The LGBT Center at Ohio University will host its next installment of the SpeakOUt panel July 23 at 5 p.m. virtually.

This summer, the center held the virtual panels May 21 and June 18 and will hold two more: on July 23 and finally Aug. 20. 

Jan Huebenthal, assistant director of the LGBT Center, said the panels are a way for guests to really pay attention to the individual, lived experiences of people.

“The LGBTQ+ community is incredibly diverse, as evident by this really long acronym,” Huebenthal said. “Even though we all belong to the same community, our identities, our experiences are vastly different, from the conditions under which we were able to come out to how we live our personal, professional lives right now. So, it's really a moment for sharing your story and being in conversation with others who are then also able to share their story and their insight.”

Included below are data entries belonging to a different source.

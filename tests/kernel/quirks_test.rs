//! Tests for kernel version quirk correction.

use kernver::kernel::{correct, encode, KernelVersion, KNOWN_QUIRKS};

#[test]
fn broken_4_19_sublevel_is_pinned_to_255() {
    assert_eq!(correct(encode("4.19.225")), KernelVersion::new(4, 19, 255));
}

#[test]
fn sublevel_just_below_range_is_kept() {
    assert_eq!(correct(encode("4.19.220")), encode("4.19.220"));
}

#[test]
fn corrected_version_still_below_next_branch() {
    assert!(correct(encode("4.19.230")) < encode("4.20.0"));
}

#[test]
fn table_has_the_4_19_entry() {
    assert!(KNOWN_QUIRKS
        .iter()
        .any(|q| q.matches(KernelVersion::new(4, 19, 221))));
}
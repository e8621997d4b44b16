//! Version comparisons and program-tier eligibility.
//!
//! Every query re-resolves the running kernel through [`discover`] and reads
//! the configuration passed in at construction; nothing is cached. Force
//! flags are evaluated top to bottom: force-small beats force-large, and both
//! beat probed capabilities.

use tracing::{debug, warn};

use super::discovery::{discover, KernelIdentity, SystemIdentity, Uname};
use super::{codec, KernelVersion};
use crate::config::{Config, ProbesConfig};

/// First kernel release the v6.1 program tier is built for.
pub const V61_MIN_VERSION: &str = "6.1.0";

/// Kernel capability answers consumed by the large-program decision.
pub trait CapabilityProbe {
    /// The kernel accepts programs beyond the historical instruction limit.
    fn has_program_large_size(&self) -> bool;

    /// The signal-sending helper is available to programs.
    fn has_signal_helper(&self) -> bool;
}

/// [`CapabilityProbe`] returning fixed answers.
#[derive(Debug, Clone, Copy, Default, PartialEq, Eq)]
pub struct StaticProbes {
    /// Answer for [`CapabilityProbe::has_program_large_size`].
    pub large_program_size: bool,
    /// Answer for [`CapabilityProbe::has_signal_helper`].
    pub signal_helper: bool,
}

impl From<&ProbesConfig> for StaticProbes {
    fn from(cfg: &ProbesConfig) -> Self {
        Self {
            large_program_size: cfg.large_program_size,
            signal_helper: cfg.signal_helper,
        }
    }
}

impl CapabilityProbe for StaticProbes {
    fn has_program_large_size(&self) -> bool {
        self.large_program_size
    }

    fn has_signal_helper(&self) -> bool {
        self.signal_helper
    }
}

impl<P: CapabilityProbe + ?Sized> CapabilityProbe for &P {
    fn has_program_large_size(&self) -> bool {
        (**self).has_program_large_size()
    }

    fn has_signal_helper(&self) -> bool {
        (**self).has_signal_helper()
    }
}

/// Answers version and eligibility questions about the running kernel.
#[derive(Debug)]
pub struct KernelPolicy<'a, I = Uname, P = StaticProbes> {
    config: &'a Config,
    identity: I,
    probes: P,
}

impl<'a> KernelPolicy<'a> {
    /// Policy backed by `uname(2)` and the probe answers in `config`.
    pub fn new(config: &'a Config) -> Self {
        Self::with_seams(config, Uname, StaticProbes::from(&config.probes))
    }
}

impl<'a, I: SystemIdentity, P: CapabilityProbe> KernelPolicy<'a, I, P> {
    /// Policy with explicit identity and probe implementations.
    pub fn with_seams(config: &'a Config, identity: I, probes: P) -> Self {
        Self {
            config,
            identity,
            probes,
        }
    }

    /// The configuration this policy reads.
    pub fn config(&self) -> &Config {
        self.config
    }

    /// Resolve the running kernel from the configured sources.
    pub fn identity(&self) -> KernelIdentity {
        discover(
            self.config.version_override(),
            &self.config.kernel.procfs,
            &self.identity,
        )
    }

    /// Quirk-corrected running version used for every comparison.
    pub fn running_version(&self) -> KernelVersion {
        self.identity().corrected()
    }

    /// `true` if the running kernel is at or above `threshold`.
    pub fn is_at_least(&self, threshold: &str) -> bool {
        self.running_version() >= codec::encode(threshold)
    }

    /// `true` if the running kernel is strictly below `threshold`.
    pub fn is_less_than(&self, threshold: &str) -> bool {
        self.running_version() < codec::encode(threshold)
    }

    /// Preflight check of the live uname release against `threshold`.
    ///
    /// Ignores the override and signature file on purpose. Passes when uname
    /// cannot be read, so an identification failure never blocks startup.
    pub fn minimum_version_satisfied(&self, threshold: &str) -> bool {
        let release = match self.identity.release() {
            Ok(release) => release,
            Err(e) => {
                warn!(error = %e, "uname unavailable, skipping minimum kernel check");
                return true;
            }
        };
        let running = codec::encode(&release);
        let minimum = codec::encode(threshold);
        debug!(release = %release, %running, %minimum, "minimum kernel check");
        running >= minimum
    }

    /// Whether the large-program (v5.3) tier may be loaded.
    pub fn large_programs_eligible(&self) -> bool {
        let programs = &self.config.programs;
        if programs.force_small {
            return false;
        }
        if programs.force_large {
            return true;
        }
        let large_size = self.probes.has_program_large_size();
        let signal_helper = self.probes.has_signal_helper();
        debug!(large_size, signal_helper, "probed large-program support");
        large_size && signal_helper
    }

    /// Whether the v6.1 tier may be loaded.
    pub fn v61_programs_eligible(&self) -> bool {
        if self.config.programs.force_small {
            return false;
        }
        self.is_at_least(V61_MIN_VERSION)
    }
}
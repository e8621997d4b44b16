//! Configuration loading and validation.
//!
//! Every section is `#[serde(default)]`, so an empty or missing file is
//! valid. Precedence: env vars > config file > defaults. The resulting
//! [`Config`] is built once at startup and passed by reference to every
//! kernel policy query.

use std::path::{Path, PathBuf};

use anyhow::Context;
use serde::Deserialize;
use tracing_subscriber::EnvFilter;

/// Env var naming the config file.
pub const CONFIG_PATH_ENV: &str = "KERNVER_CONFIG";

/// Config file used when neither `--config` nor [`CONFIG_PATH_ENV`] is set.
pub const DEFAULT_CONFIG_FILE: &str = "kernver.toml";

/// Top-level configuration.
#[derive(Debug, Clone, Default, Deserialize)]
#[serde(default)]
pub struct Config {
    /// Kernel version sources.
    pub kernel: KernelConfig,
    /// Program tier force flags.
    pub programs: ProgramsConfig,
    /// Fixed answers for kernel capability probes.
    pub probes: ProbesConfig,
    /// Log filtering.
    pub logging: LoggingConfig,
}

/// Where the running kernel version is read from.
#[derive(Debug, Clone, Deserialize)]
#[serde(default)]
pub struct KernelConfig {
    /// Explicit version override. Empty means unset.
    pub version: Option<String>,
    /// Root of the proc filesystem holding `version_signature`.
    pub procfs: PathBuf,
}

impl Default for KernelConfig {
    fn default() -> Self {
        Self {
            version: None,
            procfs: PathBuf::from("/proc"),
        }
    }
}

/// Flags that bypass capability-based program tier decisions.
#[derive(Debug, Clone, Default, Deserialize)]
#[serde(default)]
pub struct ProgramsConfig {
    /// Never load large or v6.1 programs. Wins over `force_large`.
    pub force_small: bool,
    /// Load large programs without probing.
    pub force_large: bool,
}

/// Capability probe answers.
#[derive(Debug, Clone, Default, Deserialize)]
#[serde(default)]
pub struct ProbesConfig {
    /// Kernel accepts programs over the historical instruction limit.
    pub large_program_size: bool,
    /// Signal-sending helper is available.
    pub signal_helper: bool,
}

/// Log filtering.
#[derive(Debug, Clone, Deserialize)]
#[serde(default)]
pub struct LoggingConfig {
    /// Default filter directive when `RUST_LOG` is unset.
    pub level: String,
}

impl Default for LoggingConfig {
    fn default() -> Self {
        Self {
            level: "info".to_owned(),
        }
    }
}

impl Config {
    /// Parse a TOML string, without env overrides or validation.
    ///
    /// # Errors
    ///
    /// Returns an error if the TOML is malformed.
    pub fn from_toml(toml_str: &str) -> anyhow::Result<Self> {
        toml::from_str(toml_str).context("failed to parse config TOML")
    }

    /// Validate that configuration values are usable.
    ///
    /// # Errors
    ///
    /// Returns an error naming the first invalid field.
    pub fn validate(&self) -> anyhow::Result<()> {
        anyhow::ensure!(
            !self.kernel.procfs.as_os_str().is_empty(),
            "kernel.procfs must not be empty"
        );
        EnvFilter::try_new(&self.logging.level)
            .with_context(|| format!("invalid logging.level: {}", self.logging.level))?;
        if self.programs.force_small && self.programs.force_large {
            tracing::warn!("both force_small and force_large set, force_small takes precedence");
        }
        Ok(())
    }

    /// The version override, if set to a non-empty value.
    pub fn version_override(&self) -> Option<&str> {
        self.kernel.version.as_deref().filter(|v| !v.is_empty())
    }

    /// Apply environment variable overrides (env > config > defaults).
    ///
    /// Takes a resolver function for testability (avoids `set_var` in tests).
    pub fn apply_overrides(&mut self, env: impl Fn(&str) -> Option<String>) {
        if let Some(v) = env("KERNVER_KERNEL_VERSION") {
            self.kernel.version = Some(v);
        }
        if let Some(v) = env("KERNVER_PROCFS") {
            self.kernel.procfs = PathBuf::from(v);
        }
        override_bool(&env, "KERNVER_FORCE_SMALL_PROGS", &mut self.programs.force_small);
        override_bool(&env, "KERNVER_FORCE_LARGE_PROGS", &mut self.programs.force_large);
    }
}

fn override_bool(env: &impl Fn(&str) -> Option<String>, var: &'static str, slot: &mut bool) {
    let Some(v) = env(var) else {
        return;
    };
    match v.trim().to_ascii_lowercase().as_str() {
        "1" | "true" | "yes" | "on" => *slot = true,
        "0" | "false" | "no" | "off" => *slot = false,
        _ => tracing::warn!(var, value = %v, "ignoring invalid env override"),
    }
}

/// Resolve the config file path from an explicit flag and the environment.
///
/// `explicit` wins, then [`CONFIG_PATH_ENV`], then [`DEFAULT_CONFIG_FILE`].
pub fn config_path_with(
    explicit: Option<&Path>,
    env: impl Fn(&str) -> Option<String>,
) -> PathBuf {
    if let Some(p) = explicit {
        return p.to_path_buf();
    }
    env(CONFIG_PATH_ENV)
        .map(PathBuf::from)
        .unwrap_or_else(|| PathBuf::from(DEFAULT_CONFIG_FILE))
}

/// Load configuration from a TOML file.
///
/// A missing file yields defaults.
///
/// # Errors
///
/// Returns an error if the file exists but cannot be read or parsed.
pub fn load_config(path: &Path) -> anyhow::Result<Config> {
    match std::fs::read_to_string(path) {
        Ok(contents) => {
            tracing::debug!(path = %path.display(), "loading config from file");
            toml::from_str(&contents)
                .with_context(|| format!("failed to parse config at {}", path.display()))
        }
        Err(e) if e.kind() == std::io::ErrorKind::NotFound => {
            tracing::debug!(path = %path.display(), "no config file found, using defaults");
            Ok(Config::default())
        }
        Err(e) => {
            Err(e).with_context(|| format!("failed to read config at {}", path.display()))
        }
    }
}

/// Load, apply env overrides and validate, the way the binary does at startup.
///
/// # Errors
///
/// Returns an error if loading or validation fails.
pub fn load_with_env(
    path: &Path,
    env: impl Fn(&str) -> Option<String>,
) -> anyhow::Result<Config> {
    let mut config = load_config(path)?;
    config.apply_overrides(env);
    config.validate()?;
    Ok(config)
}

Huebenthal recounts the June 18 panel, which was centered on trans students, and feels it to be an incredibly heartening experience to see students being compassionate and supportive to one another. 

“Trans students have been one of our central concerns,” Huebenthal said. “Not concern in the sense of they’re concerning, but it's been a priority for us to make sure that Ohio University is a welcoming space for trans students who often face a lot of adversity in the world, whether that's from their families or from society at large. It was really inspiring to hear people be so reflective about their experiences but also sharing kind of tips and guidance about how you can successfully navigate this world with a trans person.” 

Olivia Copeland, a master’s student in the College Student Personnel Program, is coordinating the summer SpeakOUt series. Typically, the series has been done in classrooms, but now with COVID-19, the structure is an open-forum format where anyone can attend with the invitation. Each session has a structured question-and-answer format between Copeland as the emcee and the panelists. At the end, those who joined can ask questions.

July’s SpeakOUt will center on queer people of color and will have a variety of people of color in the Athens area.

“One thing that I've appreciated about SpeakOUt a lot is that it tries to emphasize that there's not just one story,” Copeland said. “This one, I think, really wants to highlight that specific intersection and kind of tease out the specific joys and struggles of people of color in the community,” Copeland said. 

Talia Potter, a senior psychology major, has been a panelist several times and will be working in the center this year as well as running Spectrum Plus, the undergrad LGBT organization. 

“There's a realistic side where at SpeakOUt, it's not going to be happy-go-lucky stories about people coming out, which I felt was a good thing actually because it makes it very realistic,” Potter said. 

Huebenthal agrees many LGBTQ+ students have supportive families, but some of them don't. He thinks it’s important for the center to recreate a safe space for the students, whether that is virtual or not. 

“The series that we're doing this summer, we wanted to be able to: A, open it to the public, but B, make sure that there's still engagement for people who are interested in helping people in the community,” Copeland said. “And so that's why we kind of took it to the (Microsoft) Teams approach to try and get it open to anyone who wants to have that connection because COVID has obviously made it very difficult to remain attached to the university; everyone's socially distanced.”

The center understands times are challenging for everyone right now and maintains to be virtually open to be a resource. Huebenthal is proud of the center and his team, which consists of himself, Director Micah McCarey and Administrative Associate Becky Arnold to move engagement and community building to an online format. 

“I think we really have embraced the ethos that we are virtually open. And we strive to be as flexible to students virtually as we were physically, so we encourage all of Ohio University’s community, prospective and current students as well as staff and faculty to reach out to ask with any questions,” Huebenthal said. “I think we all understand that this is a less than desirable situation, but we don't have any control over it. So I think it's been really wonderful that (students) really rallied around each other and around our LGBT Center. Because one of the things that we've embraced from the start, it's this idea that social distancing does not mean social disconnecting. And I think, in fact, connecting with one another and building community and remaining grounded in your community is really what's going to get you through this.” 

For students struggling this summer, Copeland would encourage “anyone who wants to know more or to just be in community with people of this community to check (SpeakOUt) out.”

Huebenthal also encourages everyone to follow the LGBT Center, @ohiolgbtcenter, on social media. 

“It doesn't matter how you identify; we don't ask about your identity or your gender or your sexuality when you walk through the door or virtual door,” Huebenthal said. “We really have embraced this idea of radical inclusion, so even if someone just has an interest in learning about LGBTQ experiences, those people are certainly more than welcome. I think that's an important point to make.”